WHAT THE TASK REQUIRES:
Copy every line of the records below where the word "ProgressStyle" occurs.

· · · ·

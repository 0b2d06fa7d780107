use std::time::Duration;

use conda_rich_core::{ScopeExit, Spinner};
use indicatif::{ProgressBar, ProgressStyle};

use crate::output::Sink;

const TICK_INTERVAL: Duration = Duration::from_millis(80);

/// Frames of the "aesthetic" spinner. The last frame is shown once finished.
const AESTHETIC_FRAMES: [&str; 8] = [
    "▰▱▱▱▱▱▱",
    "▰▰▱▱▱▱▱",
    "▰▰▰▱▱▱▱",
    "▰▰▰▰▱▱▱",
    "▰▰▰▰▰▱▱",
    "▰▰▰▰▰▰▱",
    "▰▰▰▰▰▰▰",
    "▰▱▱▱▱▱▱",
];

fn spinner_style() -> ProgressStyle {
    ProgressStyle::with_template("{msg} {spinner:.green}")
        .unwrap_or_else(|_| ProgressStyle::default_spinner())
        .tick_strings(&AESTHETIC_FRAMES)
}

/// Animated single-row spinner on a transient live display.
///
/// Exiting always reports `"{message} (done)"`, whatever the outcome.
pub struct RichSpinner {
    message: String,
    fail_message: String,
    sink: Sink,
    live: Option<ProgressBar>,
}

impl RichSpinner {
    pub fn new(message: &str, fail_message: &str, sink: &Sink) -> Self {
        Self {
            message: message.to_string(),
            fail_message: fail_message.to_string(),
            sink: sink.clone(),
            live: None,
        }
    }

    pub fn is_live(&self) -> bool {
        self.live.is_some()
    }
}

impl Spinner for RichSpinner {
    fn message(&self) -> &str {
        &self.message
    }

    fn fail_message(&self) -> &str {
        &self.fail_message
    }

    fn enter(&mut self) {
        let live = ProgressBar::with_draw_target(None, self.sink.draw_target());
        live.set_style(spinner_style());
        live.set_message(self.message.clone());
        if !self.sink.is_capture() {
            live.enable_steady_tick(TICK_INTERVAL);
        }
        self.live = Some(live);
    }

    fn exit(&mut self, outcome: ScopeExit) {
        let Some(live) = self.live.take() else {
            return;
        };
        tracing::debug!(spinner = %self.message, ?outcome, "spinner finished");
        live.finish_and_clear();
        self.sink.emit(&format!("{} (done)\n", self.message));
    }
}

impl Drop for RichSpinner {
    fn drop(&mut self) {
        if let Some(live) = self.live.take() {
            live.finish_and_clear();
        }
    }
}

/// Spinner for quiet mode: prints a status line and its outcome.
pub struct QuietSpinner {
    message: String,
    fail_message: String,
    sink: Sink,
}

impl QuietSpinner {
    pub fn new(message: &str, fail_message: &str, sink: &Sink) -> Self {
        Self {
            message: message.to_string(),
            fail_message: fail_message.to_string(),
            sink: sink.clone(),
        }
    }
}

impl Spinner for QuietSpinner {
    fn message(&self) -> &str {
        &self.message
    }

    fn fail_message(&self) -> &str {
        &self.fail_message
    }

    fn enter(&mut self) {
        self.sink.emit(&format!("{}: ", self.message));
        self.sink.emit("...working... ");
    }

    fn exit(&mut self, outcome: ScopeExit) {
        match outcome {
            ScopeExit::Completed => self.sink.emit("done\n"),
            ScopeExit::Failed => self.sink.emit(&format!("{}\n", self.fail_message)),
        }
    }
}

· · · ·

PROBLEM SOLUTION:
use indicatif::{ProgressBar, ProgressStyle};
fn spinner_style() -> ProgressStyle {
    ProgressStyle::with_template("{msg} {spinner:.green}")
        .unwrap_or_else(|_| ProgressStyle::default_spinner())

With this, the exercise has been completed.